Por Leonardo Sakamoto
Publicado no UOL
O Ministério Público Eleitoral deu parecer de que não viu infração de Lula por ter chamado Bolsonaro de “genocida”. Alegou liberdade de expressão. A depender do que decida o Tribunal Penal Internacional e o Tribunal Permanente dos Povos, onde há ações contra o presidente por genocídio, o MPE também poderá alegar que Lula estava apenas relatando uma notícia.
A questão é que criminalizar a avaliação de Bolsonaro como genocida é proibir que os brasileiros denunciem a necropolítica de seu presidente, garantindo, através da imposição do silêncio, que ele continue sendo tratado como se nada tivesse feito. E, dessa forma, decidindo quem vive e quem morre.
Aguardar esse tipo de definição de instâncias formais de Justiça é jogar o jogo dos genocidas e dos torturadores, que se aproveitam de sistemas que, quando não são coniventes, são preparados para que esses crimes sejam praticados impunimente.
Ora, não podíamos chamar o carniceiro e assassino covarde Carlos Alberto Brilhante Ustra de torturador porque não havia uma condenação formal? É o que os fãs dos torturadores querem.
A sociedade civil, a imprensa e a oposição política não têm apenas o direito, mas o dever de chamar as coisas por seu nome em nome daqueles que morreram e não podem mais fazer isso.
Não é incitação contra o presidente, mas simplesmente apontar o que o conjunto de evidências mostram. E pelas denúncias feitas ao Tribunal Penal Internacional e ao Tribunal Permanente dos Povos, há elementos de sobra para tanto.
Será que parte da Justiça que fica horrorizada de chamar Ustra de torturador ou Bolsonaro de genocida teve o mesmo comportamento quando o governo federal brigou no STF para não implementar medidas a fim de proteger a vida de povos indígenas durante a pandemia e quando agiu deliberadamente para garantir que garimpeiros, madeireiros e grileiros de terra fossem livres para levar doença e morte aos territórios de populações tradicionais?
Bolsonaro parece ter feito um cálculo mórbido: os mortos pelo coronavírus e suas ameaças contra a democracia causariam um dano menor para suas intenções eleitorais do que a fome e a inflação.

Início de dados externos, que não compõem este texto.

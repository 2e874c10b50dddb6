// Copyright (c) 2026 Bountyy Oy. All rights reserved.
// This software is proprietary and confidential.

/**
 * Bountyy Oy - Mutation Engine
 * Turns one captured request into an ordered population of mutants
 *
 * @copyright 2026 Bountyy Oy
 * @license Proprietary - Enterprise Edition
 */

pub mod capabilities;
pub mod form_filler;
pub mod mutant;
pub mod strategies;
pub mod utils;

pub use capabilities::CapabilitySet;
pub use mutant::{Mutant, MutantKind, MutantSummary, MutatedSurface, UrlFragments};

use tracing::debug;

use crate::errors::{MutationError, MutationResult};
use crate::http_client::HttpResponse;
use crate::request::{DataContainer, FuzzableRequest, JsonNode, ParamValue, RequestBody};
use strategies::{
    create_container_mutants, create_file_content_mutants, create_filename_mutants,
    create_url_parts_mutants, fuzz_json, ContainerOptions,
};

/// How a request body is fuzzed
#[derive(Debug, Clone, PartialEq)]
pub enum BodyClass {
    /// Flat name/value pairs (url-encoded or form)
    Container(DataContainer),
    Json(JsonNode),
    /// Neither grammar matched; no body mutants
    Unsupported,
}

/// Classify a body. Strict url-encoded parsing wins over JSON, so a body
/// valid under both grammars is always a container.
pub fn classify_body(body: &RequestBody) -> BodyClass {
    match body {
        RequestBody::Empty => BodyClass::Unsupported,
        RequestBody::UrlEncoded(container) => BodyClass::Container(container.clone()),
        RequestBody::Form(form) => BodyClass::Container(form.fields().clone()),
        RequestBody::Json(node) => BodyClass::Json(node.clone()),
        RequestBody::Raw(raw) => {
            if let Ok(container) = DataContainer::parse_strict(raw) {
                BodyClass::Container(container)
            } else if let Ok(node) = JsonNode::parse(raw) {
                BodyClass::Json(node)
            } else {
                BodyClass::Unsupported
            }
        }
    }
}

/// True when the body is (or parses as) JSON and not as url-encoded data
pub fn is_json(request: &FuzzableRequest) -> bool {
    matches!(classify_body(request.body()), BodyClass::Json(_))
}

/// Builds mutants for one capability snapshot
#[derive(Debug, Clone, Default)]
pub struct MutantFactory {
    capabilities: CapabilitySet,
}

impl MutantFactory {
    pub fn new(capabilities: CapabilitySet) -> Self {
        Self { capabilities }
    }

    pub fn capabilities(&self) -> &CapabilitySet {
        &self.capabilities
    }

    /// Generate every mutant for `request`.
    ///
    /// Order: query string, file name, URL parts (bodyless requests) or
    /// POST/JSON then file content (requests with a body), then headers,
    /// then cookie. `fuzzable_params` restricts flat-container fuzzing to
    /// the named fields; empty means all.
    pub fn create_mutants(
        &self,
        request: &FuzzableRequest,
        probes: &[String],
        append: bool,
        fuzzable_params: &[String],
        baseline: Option<&HttpResponse>,
    ) -> MutationResult<Vec<Mutant>> {
        let mut result = Vec::new();
        if probes.is_empty() {
            return Ok(result);
        }

        let caps = &self.capabilities;
        let text_probes: Vec<ParamValue> = probes.iter().map(|p| ParamValue::from(p.as_str())).collect();
        let options = ContainerOptions {
            append,
            fuzzable_params,
            file_ext: &caps.file_content_ext,
        };

        if !request.is_post_data() {
            fuzzing("create_container_mutants/QS", request);
            result.extend(create_container_mutants(
                MutantKind::QueryString,
                request,
                request.query(),
                &text_probes,
                options,
            )?);

            if caps.fuzz_file_name {
                fuzzing("create_filename_mutants", request);
                result.extend(create_filename_mutants(request, probes, append)?);
            }

            if caps.fuzz_url_parts {
                fuzzing("create_url_parts_mutants", request);
                result.extend(create_url_parts_mutants(request, probes, append)?);
            }
        } else {
            match classify_body(require_body(request)?) {
                BodyClass::Json(document) => {
                    fuzzing("fuzz_json", request);
                    result.extend(create_json_mutants(request, &document, probes, append));
                }
                BodyClass::Container(fields) => {
                    fuzzing("create_container_mutants/post-data", request);
                    let base = with_classified_body(request, &fields);
                    result.extend(create_container_mutants(
                        MutantKind::PostData,
                        &base,
                        &fields,
                        &text_probes,
                        options,
                    )?);
                }
                BodyClass::Unsupported => {
                    debug!(
                        "Body of {} is neither url-encoded nor JSON, skipping POST mutants",
                        request.describe()
                    );
                }
            }

            if caps.fuzz_file_content {
                fuzzing("create_file_content_mutants", request);
                result.extend(create_file_content_mutants(
                    request,
                    probes,
                    append,
                    &caps.file_content_ext,
                )?);
            }
        }

        if caps.fuzzes_headers() {
            fuzzing("create_container_mutants/headers", request);
            let headers: DataContainer = caps
                .fuzzable_headers
                .iter()
                .map(|name| (name.as_str(), ""))
                .collect();
            result.extend(create_container_mutants(
                MutantKind::Headers,
                request,
                &headers,
                &text_probes,
                options,
            )?);
        }

        if caps.fuzz_cookie {
            if let Some(cookie) = request.cookie().filter(|c| !c.is_empty()) {
                fuzzing("create_container_mutants/cookie", request);
                result.extend(create_container_mutants(
                    MutantKind::Cookie,
                    request,
                    cookie.values(),
                    &text_probes,
                    options,
                )?);
            }
        }

        if let Some(baseline) = baseline {
            link_baseline(&mut result, baseline);
        }

        Ok(result)
    }
}

/// Attach the baseline body and reuse its ETag as `If-None-Match`
fn link_baseline(mutants: &mut [Mutant], baseline: &HttpResponse) {
    let etag = baseline.header("ETag");

    for mutant in mutants.iter_mut() {
        mutant.set_original_response_body(baseline.body.as_str());
        if let Some(etag) = &etag {
            mutant.set_header("If-None-Match", etag);
        }
    }
}

fn create_json_mutants(
    request: &FuzzableRequest,
    document: &JsonNode,
    probes: &[String],
    append: bool,
) -> Vec<Mutant> {
    fuzz_json(document, probes, append)
        .into_iter()
        .map(|candidate| {
            mutant::assemble_json(
                request,
                candidate.document,
                candidate.original_value,
                candidate.modified_value,
            )
        })
        .collect()
}

/// Raw bodies that parsed as url-encoded become url-encoded bodies on the mutants
fn with_classified_body(request: &FuzzableRequest, fields: &DataContainer) -> FuzzableRequest {
    match request.body() {
        RequestBody::Raw(_) => request
            .clone()
            .with_body(RequestBody::UrlEncoded(fields.clone())),
        _ => request.clone(),
    }
}

/// Body strategies only run on requests that carry a body
pub fn require_body(request: &FuzzableRequest) -> MutationResult<&RequestBody> {
    if request.is_post_data() {
        Ok(request.body())
    } else {
        Err(MutationError::invariant(format!(
            "{} has no body to fuzz",
            request.describe()
        )))
    }
}

fn fuzzing(what: &str, who: &FuzzableRequest) {
    debug!("Calling \"{}\" with \"{}\" as fuzzable request.", what, who.describe());
}

#[cfg(test)]
mod tests {
    use super::*;

    #[test]
    fn test_urlencoded_wins_over_json() {
        let body = RequestBody::Raw("5".to_string());
        // "5" is not a name=value pair, so it is JSON
        assert!(matches!(classify_body(&body), BodyClass::Json(JsonNode::Integer(5))));

        let body = RequestBody::Raw("a=5".to_string());
        assert!(matches!(classify_body(&body), BodyClass::Container(_)));

        let body = RequestBody::Raw("<xml/>".to_string());
        assert_eq!(classify_body(&body), BodyClass::Unsupported);
    }

    #[test]
    fn test_empty_probe_list() {
        let request = FuzzableRequest::get("http://w3af.com/?a=1").unwrap();
        let factory = MutantFactory::new(CapabilitySet::all(vec!["Referer".to_string()]));
        assert!(factory.create_mutants(&request, &[], false, &[], None).unwrap().is_empty());
    }

    #[test]
    fn test_require_body() {
        let request = FuzzableRequest::get("http://w3af.com/").unwrap();
        assert!(matches!(
            require_body(&request),
            Err(MutationError::InvariantViolation { .. })
        ));
    }
}
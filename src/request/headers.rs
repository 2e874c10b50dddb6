// Copyright (c) 2026 Bountyy Oy. All rights reserved.
// This software is proprietary and confidential.

use serde::{Deserialize, Serialize};

/// Ordered request headers with case-insensitive lookup
#[derive(Debug, Clone, Default, PartialEq, Eq, Serialize, Deserialize)]
pub struct Headers {
    entries: Vec<(String, String)>,
}

impl Headers {
    pub fn new() -> Self {
        Self::default()
    }

    pub fn get(&self, name: &str) -> Option<&str> {
        self.entries
            .iter()
            .find(|(existing, _)| existing.eq_ignore_ascii_case(name))
            .map(|(_, value)| value.as_str())
    }

    /// Set a header, replacing an existing one with the same name (any case)
    pub fn set(&mut self, name: &str, value: impl Into<String>) {
        let value = value.into();
        match self
            .entries
            .iter_mut()
            .find(|(existing, _)| existing.eq_ignore_ascii_case(name))
        {
            Some((_, existing)) => *existing = value,
            None => self.entries.push((name.to_string(), value)),
        }
    }

    pub fn remove(&mut self, name: &str) -> Option<String> {
        let position = self
            .entries
            .iter()
            .position(|(existing, _)| existing.eq_ignore_ascii_case(name))?;
        Some(self.entries.remove(position).1)
    }

    pub fn contains(&self, name: &str) -> bool {
        self.get(name).is_some()
    }

    pub fn iter(&self) -> impl Iterator<Item = (&str, &str)> {
        self.entries
            .iter()
            .map(|(name, value)| (name.as_str(), value.as_str()))
    }

    pub fn len(&self) -> usize {
        self.entries.len()
    }

    pub fn is_empty(&self) -> bool {
        self.entries.is_empty()
    }

    /// Owned pairs, the shape the HTTP client takes
    pub fn to_pairs(&self) -> Vec<(String, String)> {
        self.entries.clone()
    }
}

impl<N: Into<String>, V: Into<String>> FromIterator<(N, V)> for Headers {
    fn from_iter<T: IntoIterator<Item = (N, V)>>(iter: T) -> Self {
        let mut headers = Self::new();
        for (name, value) in iter {
            let name = name.into();
            headers.set(&name, value);
        }
        headers
    }
}
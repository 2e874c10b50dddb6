// Copyright (c) 2026 Bountyy Oy. All rights reserved.
// This software is proprietary and confidential.

use anyhow::{anyhow, Context, Result};
use moka::future::Cache;
use reqwest::header::SET_COOKIE;
use reqwest::{Client, Method, RequestBuilder};
use std::collections::HashMap;
use std::sync::atomic::{AtomicU64, Ordering};
use std::sync::Arc;
use std::time::{Duration, Instant};
use tracing::debug;

use crate::config::HttpConfig;
use crate::request::{FuzzableRequest, RequestBody};

/// Browser User-Agents, rotated per client
const BROWSER_USER_AGENTS: &[&str] = &[
    // Chrome on Windows
    "Mozilla/5.0 (Windows NT 10.0; Win64; x64) AppleWebKit/537.36 (KHTML, like Gecko) Chrome/120.0.0.0 Safari/537.36",
    // Firefox on Windows
    "Mozilla/5.0 (Windows NT 10.0; Win64; x64; rv:121.0) Gecko/20100101 Firefox/121.0",
    // Safari on macOS
    "Mozilla/5.0 (Macintosh; Intel Mac OS X 10_15_7) AppleWebKit/605.1.15 (KHTML, like Gecko) Version/17.2 Safari/605.1.15",
];

/// Next User-Agent in the rotation
fn get_browser_user_agent() -> &'static str {
    use std::sync::atomic::AtomicUsize;
    static COUNTER: AtomicUsize = AtomicUsize::new(0);

    let index = COUNTER.fetch_add(1, Ordering::Relaxed) % BROWSER_USER_AGENTS.len();
    BROWSER_USER_AGENTS[index]
}

/// Maximum response body size (10MB)
const MAX_BODY_SIZE: usize = 10 * 1024 * 1024;

const DEFAULT_POOL_IDLE_PER_HOST: usize = 32;
const DEFAULT_POOL_MAX_IDLE_TIMEOUT: u64 = 90;

/// Multipart boundary used when a form body carries uploads
const MULTIPART_BOUNDARY: &str = "----LonkeroMutatorBoundary7MA4YWxkTrZu0gW";

static NEXT_RESPONSE_ID: AtomicU64 = AtomicU64::new(1);

#[derive(Clone)]
pub struct HttpClient {
    client: Arc<Client>,
    max_retries: u32,
    cache: Option<Arc<Cache<String, HttpResponse>>>,
}

impl HttpClient {
    pub fn new(timeout_secs: u64, max_retries: u32) -> Result<Self> {
        // ACCEPT_INVALID_CERTS=true is for dev/testing against self-signed certificates only
        let accept_invalid_certs = std::env::var("ACCEPT_INVALID_CERTS")
            .unwrap_or_else(|_| "false".to_string())
            .parse::<bool>()
            .unwrap_or(false);

        if accept_invalid_certs {
            eprintln!("WARNING: certificate validation is DISABLED (ACCEPT_INVALID_CERTS=true)");
        }

        let client = Client::builder()
            .timeout(Duration::from_secs(timeout_secs))
            .danger_accept_invalid_certs(accept_invalid_certs)
            .redirect(reqwest::redirect::Policy::none())
            .user_agent(get_browser_user_agent())
            .pool_max_idle_per_host(DEFAULT_POOL_IDLE_PER_HOST)
            .pool_idle_timeout(Duration::from_secs(DEFAULT_POOL_MAX_IDLE_TIMEOUT))
            .tcp_nodelay(true)
            .build()
            .context("Failed to create HTTP client")?;

        Ok(Self {
            client: Arc::new(client),
            max_retries,
            cache: None,
        })
    }

    /// Build a client from the `http` config section
    pub fn from_config(config: &HttpConfig) -> Result<Self> {
        let client = Self::new(config.request_timeout_secs, config.max_retries)?;
        Ok(if config.cache_enabled {
            client.with_cache(config.cache_max_capacity, config.cache_ttl_secs)
        } else {
            client
        })
    }

    /// Enable response caching
    pub fn with_cache(mut self, max_capacity: u64, ttl_secs: u64) -> Self {
        let cache = Cache::builder()
            .max_capacity(max_capacity)
            .time_to_live(Duration::from_secs(ttl_secs))
            .build();
        self.cache = Some(Arc::new(cache));
        self
    }

    /// Send GET request
    pub async fn get(&self, url: &str) -> Result<HttpResponse> {
        self.get_with_headers(url, Vec::new()).await
    }

    /// Send GET request with custom headers
    pub async fn get_with_headers(
        &self,
        url: &str,
        headers: Vec<(String, String)>,
    ) -> Result<HttpResponse> {
        self.execute(url, || {
            let mut request_builder = self.client.get(url);
            for (key, value) in &headers {
                request_builder = request_builder.header(key, value);
            }
            request_builder
        })
        .await
    }

    /// GET through the response cache, keyed by URL and request headers.
    /// Falls back to a plain request when caching is disabled.
    pub async fn get_cached(
        &self,
        url: &str,
        headers: Vec<(String, String)>,
    ) -> Result<HttpResponse> {
        let Some(cache) = &self.cache else {
            return self.get_with_headers(url, headers).await;
        };

        let key = cache_key(url, &headers);
        if let Some(cached_response) = cache.get(&key).await {
            debug!("Cache hit for {}", url);
            return Ok(cached_response);
        }

        let response = self.get_with_headers(url, headers).await?;
        cache.insert(key, response.clone()).await;
        Ok(response)
    }

    /// Send a fuzzable request (typically a mutant) as-is.
    ///
    /// reqwest parses the URI again, so `.`/`..` path segments are resolved on the wire.
    pub async fn send(&self, request: &FuzzableRequest) -> Result<HttpResponse> {
        let method = Method::from_bytes(request.method().as_bytes())
            .with_context(|| format!("Invalid HTTP method {}", request.method()))?;
        let url = request.uri();

        let (content_type, body) = match request.body() {
            RequestBody::Empty => (None, None),
            RequestBody::UrlEncoded(container) => (
                Some("application/x-www-form-urlencoded".to_string()),
                Some(container.to_urlencoded()),
            ),
            RequestBody::Form(form) if form.is_multipart() => (
                Some(format!("multipart/form-data; boundary={}", MULTIPART_BOUNDARY)),
                Some(form.to_multipart(MULTIPART_BOUNDARY)),
            ),
            RequestBody::Form(form) => (
                Some("application/x-www-form-urlencoded".to_string()),
                Some(form.fields().to_urlencoded()),
            ),
            RequestBody::Json(node) => (
                Some("application/json".to_string()),
                Some(node.to_value().to_string()),
            ),
            RequestBody::Raw(raw) => (None, Some(raw.clone())),
        };

        self.execute(&url, || {
            let mut request_builder = self.client.request(method.clone(), &url);
            for (key, value) in request.headers().iter() {
                request_builder = request_builder.header(key, value);
            }
            if let Some(cookie) = request.cookie().filter(|c| !c.is_empty()) {
                request_builder = request_builder.header("Cookie", cookie.to_header_value());
            }
            if let Some(content_type) = &content_type {
                if !request.headers().contains("content-type") {
                    request_builder = request_builder.header("Content-Type", content_type);
                }
            }
            if let Some(body) = &body {
                request_builder = request_builder.body(body.clone());
            }
            request_builder
        })
        .await
    }

    /// Send with bounded retries and linear back-off
    async fn execute<F>(&self, url: &str, build: F) -> Result<HttpResponse>
    where
        F: Fn() -> RequestBuilder,
    {
        let mut attempts = 0;
        let mut last_error = None;

        while attempts <= self.max_retries {
            let started = Instant::now();
            match build().send().await {
                Ok(response) => {
                    let status_code = response.status().as_u16();

                    let mut headers = HashMap::with_capacity(response.headers().len());
                    let mut set_cookies = Vec::new();
                    for (k, v) in response.headers().iter() {
                        if let Ok(value_str) = v.to_str() {
                            if *k == SET_COOKIE {
                                set_cookies.push(value_str.to_string());
                            }
                            headers.insert(k.as_str().to_string(), value_str.to_string());
                        }
                    }

                    // Read body with size limit
                    let body_bytes = response.bytes().await.unwrap_or_default();
                    let body = if body_bytes.len() > MAX_BODY_SIZE {
                        String::from_utf8_lossy(&body_bytes[..MAX_BODY_SIZE]).to_string()
                    } else {
                        String::from_utf8_lossy(&body_bytes).to_string()
                    };

                    let mut http_response = HttpResponse::new(status_code, body, headers);
                    http_response.set_cookies = set_cookies;
                    http_response.duration_ms = started.elapsed().as_millis() as u64;

                    debug!(
                        "{} -> {} (response id {}, {}ms)",
                        url, status_code, http_response.id, http_response.duration_ms
                    );
                    return Ok(http_response);
                }
                Err(e) => {
                    debug!("Request to {} failed (attempt {}): {}", url, attempts + 1, e);
                    last_error = Some(e);
                    attempts += 1;
                    if attempts <= self.max_retries {
                        tokio::time::sleep(Duration::from_millis(100 * attempts as u64)).await;
                    }
                }
            }
        }

        Err(match last_error {
            Some(e) => anyhow::Error::new(e).context(format!("Request to {} failed", url)),
            None => anyhow!("Request to {} was never attempted", url),
        })
    }
}

fn cache_key(url: &str, headers: &[(String, String)]) -> String {
    let mut sorted: Vec<String> = headers
        .iter()
        .map(|(k, v)| format!("{}:{}", k.to_ascii_lowercase(), v))
        .collect();
    sorted.sort();
    format!("{}|{}", url, sorted.join("|"))
}

#[derive(Debug, Clone)]
pub struct HttpResponse {
    /// Process-wide unique id, referenced by findings
    pub id: u64,
    pub status_code: u16,
    pub body: String,
    pub headers: HashMap<String, String>,
    /// Every `Set-Cookie` value (the header map keeps only one)
    pub set_cookies: Vec<String>,
    pub duration_ms: u64,
}

impl HttpResponse {
    pub fn new(status_code: u16, body: impl Into<String>, headers: HashMap<String, String>) -> Self {
        Self {
            id: NEXT_RESPONSE_ID.fetch_add(1, Ordering::Relaxed),
            status_code,
            body: body.into(),
            headers,
            set_cookies: Vec::new(),
            duration_ms: 0,
        }
    }

    pub fn contains(&self, pattern: &str) -> bool {
        self.body.contains(pattern)
    }

    /// Case-insensitive header lookup
    pub fn header(&self, name: &str) -> Option<String> {
        self.headers
            .iter()
            .find(|(k, _)| k.eq_ignore_ascii_case(name))
            .map(|(_, v)| v.clone())
    }
}
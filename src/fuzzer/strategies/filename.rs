// Copyright (c) 2026 Bountyy Oy. All rights reserved.
// This software is proprietary and confidential.

use once_cell::sync::Lazy;
use regex::Regex;

use crate::errors::MutationResult;
use crate::fuzzer::mutant::{assemble_path, Mutant, MutantKind, PathEncoding, UrlFragments};
use crate::fuzzer::utils::percent_encode;
use crate::request::FuzzableRequest;

static ALNUM_RUN: Lazy<Regex> =
    Lazy::new(|| Regex::new(r"[a-zA-Z0-9]+").expect("valid alnum regex"));

/// Split a file name into alternating alnum and non-alnum runs
pub fn split_file_name(name: &str) -> Vec<&str> {
    let mut chunks = Vec::new();
    let mut last = 0;
    for run in ALNUM_RUN.find_iter(name) {
        if run.start() > last {
            chunks.push(&name[last..run.start()]);
        }
        chunks.push(run.as_str());
        last = run.end();
    }
    if last < name.len() {
        chunks.push(&name[last..]);
    }
    chunks
}

/// Mutants that replace one alnum run of the last path segment.
///
/// Each candidate is emitted fully percent-encoded, then again with `/` left
/// unescaped when that produces a different URL.
pub fn create_filename_mutants(
    request: &FuzzableRequest,
    probes: &[String],
    append: bool,
) -> MutationResult<Vec<Mutant>> {
    let mut mutants = Vec::new();
    let chunks = split_file_name(request.filename());

    for (idx, chunk) in chunks.iter().enumerate() {
        if !ALNUM_RUN.is_match(chunk) {
            continue;
        }

        for probe in probes {
            let prefix = if append { *chunk } else { "" };
            let fragments = |safe: &str| UrlFragments {
                start: chunks[..idx].concat(),
                fuzzed: format!("{}{}", prefix, percent_encode(probe, safe)),
                end: chunks[idx + 1..].concat(),
            };

            let encoded = assemble_path(
                MutantKind::FileName,
                request,
                fragments(""),
                chunk,
                probe,
                PathEncoding::default(),
            )?;

            let unescaped = assemble_path(
                MutantKind::FileName,
                request,
                fragments("/"),
                chunk,
                probe,
                PathEncoding {
                    double_encoding: false,
                    safe_chars: "/".to_string(),
                },
            )?;

            let differs = unescaped.uri() != encoded.uri();
            mutants.push(encoded);
            if differs {
                mutants.push(unescaped);
            }
        }
    }

    Ok(mutants)
}

#[cfg(test)]
mod tests {
    use super::*;

    fn urls(mutants: &[Mutant]) -> Vec<String> {
        mutants.iter().map(|m| m.uri()).collect()
    }

    #[test]
    fn test_split() {
        assert_eq!(split_file_name("def.html"), vec!["def", ".", "html"]);
        assert_eq!(split_file_name("-a--b"), vec!["-", "a", "--", "b"]);
        assert!(split_file_name("").is_empty());
    }

    #[test]
    fn test_encoded_probe_without_slash() {
        let request = FuzzableRequest::get("http://www.w3af.com/abc/def.html").unwrap();
        let probes = vec!["ping!".to_string(), "pong-".to_string()];
        let mutants = create_filename_mutants(&request, &probes, false).unwrap();

        assert_eq!(
            urls(&mutants),
            vec![
                "http://www.w3af.com/abc/ping%21.html",
                "http://www.w3af.com/abc/pong-.html",
                "http://www.w3af.com/abc/def.ping%21",
                "http://www.w3af.com/abc/def.pong-",
            ]
        );
        assert_eq!(mutants[0].original_value(), "def");
        assert_eq!(mutants[0].var(), "fuzzedFname");
    }

    #[test]
    fn test_append_keeps_chunk() {
        let request = FuzzableRequest::get("http://www.w3af.com/abc/def.html").unwrap();
        let mutants = create_filename_mutants(&request, &["X".to_string()], true).unwrap();
        assert_eq!(
            urls(&mutants),
            vec!["http://www.w3af.com/abc/defX.html", "http://www.w3af.com/abc/def.htmlX"]
        );
    }

    #[test]
    fn test_directory_url_has_no_mutants() {
        let request = FuzzableRequest::get("http://www.w3af.com/abc/").unwrap();
        assert!(create_filename_mutants(&request, &["X".to_string()], false)
            .unwrap()
            .is_empty());
    }
}
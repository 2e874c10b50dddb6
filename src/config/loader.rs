// Copyright (c) 2026 Bountyy Oy. All rights reserved.
// This software is proprietary and confidential.

use anyhow::{Context, Result};
use std::path::{Path, PathBuf};
use tracing::debug;

use super::core::AppConfig;
use super::validation::ConfigValidator;

pub struct ConfigLoader {
    config_path: PathBuf,
    format: ConfigFormat,
}

#[derive(Debug, Clone, Copy, PartialEq, Eq)]
pub enum ConfigFormat {
    Yaml,
    Toml,
    Json,
}

impl ConfigLoader {
    pub fn new<P: AsRef<Path>>(config_path: P) -> Result<Self> {
        let path = config_path.as_ref().to_path_buf();
        let format = Self::detect_format(&path)?;

        Ok(Self {
            config_path: path,
            format,
        })
    }

    fn detect_format(path: &Path) -> Result<ConfigFormat> {
        let extension = path
            .extension()
            .and_then(|e| e.to_str())
            .ok_or_else(|| anyhow::anyhow!("Could not determine config file format"))?;

        match extension {
            "yaml" | "yml" => Ok(ConfigFormat::Yaml),
            "toml" => Ok(ConfigFormat::Toml),
            "json" => Ok(ConfigFormat::Json),
            _ => Err(anyhow::anyhow!("Unsupported config file format: {}", extension)),
        }
    }

    pub fn load_config(&self) -> Result<AppConfig> {
        let content = std::fs::read_to_string(&self.config_path)
            .with_context(|| format!("Failed to read config file: {:?}", self.config_path))?;

        let mut config: AppConfig = match self.format {
            ConfigFormat::Yaml => serde_yaml::from_str(&content)
                .context("Failed to parse YAML config")?,
            ConfigFormat::Toml => toml::from_str(&content)
                .context("Failed to parse TOML config")?,
            ConfigFormat::Json => serde_json::from_str(&content)
                .context("Failed to parse JSON config")?,
        };

        apply_env_overrides(&mut config)?;

        ConfigValidator::validate_app_config(&config)?;

        debug!("Loaded configuration from {:?}", self.config_path);
        Ok(config)
    }

    pub fn save_config(&self, config: &AppConfig) -> Result<()> {
        ConfigValidator::validate_app_config(config)?;

        let content = match self.format {
            ConfigFormat::Yaml => serde_yaml::to_string(config)?,
            ConfigFormat::Toml => toml::to_string_pretty(config)?,
            ConfigFormat::Json => serde_json::to_string_pretty(config)?,
        };

        std::fs::write(&self.config_path, content)
            .with_context(|| format!("Failed to write config file: {:?}", self.config_path))?;

        Ok(())
    }
}

/// Environment variables win over file values
pub fn apply_env_overrides(config: &mut AppConfig) -> Result<()> {
    if let Ok(ext) = std::env::var("FUZZ_FC_EXT") {
        config.fuzzer.fuzz_fc_ext = ext;
    }

    if let Ok(headers) = std::env::var("FUZZABLE_HEADERS") {
        config.fuzzer.fuzzable_headers = headers
            .split(',')
            .map(str::trim)
            .filter(|h| !h.is_empty())
            .map(str::to_string)
            .collect();
    }

    if let Ok(cookie) = std::env::var("FUZZABLE_COOKIE") {
        config.fuzzer.fuzzable_cookie = cookie.parse()
            .context("Invalid FUZZABLE_COOKIE")?;
    }

    if let Ok(workers) = std::env::var("PROBE_WORKERS") {
        config.http.probe_workers = workers.parse()
            .context("Invalid PROBE_WORKERS")?;
    }

    if let Ok(log_level) = std::env::var("LOG_LEVEL") {
        config.observability.log_level = log_level;
    }

    Ok(())
}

Sim, ao que tudo indica, o presidente prefere ser chamado de genocida e de golpista do que de Bolsocaro.
Para ele, os mais de 680 mil mortos (ou 0,32% da população) ainda são um número menos preocupante do a inflação de dois dígitos, que o afasta dos eleitores que ganham até dois salários mínimos.
Mas essa preferência também se deve ao fato dele saber que será protegido por parte do sistema, que evita responsabilizá-lo por uma parte dessas mortes, concordando com o seu discurso de que ele nada poderia ter feito. Mentira. Até um cone de trânsito, daqueles laranjas com listras brancas, se colocado na cadeira do principal gabinete do Palácio do Planalto teria causado menos mal. Porque é da natureza dos cones não fazer nada, enquanto Bolsonaro agiu deliberadamente contra a vida humana.
Que tenhamos coragem de permitir que as coisas sejam chamadas pelo que elas são para que possamos continuar dizendo que este país é uma democracia.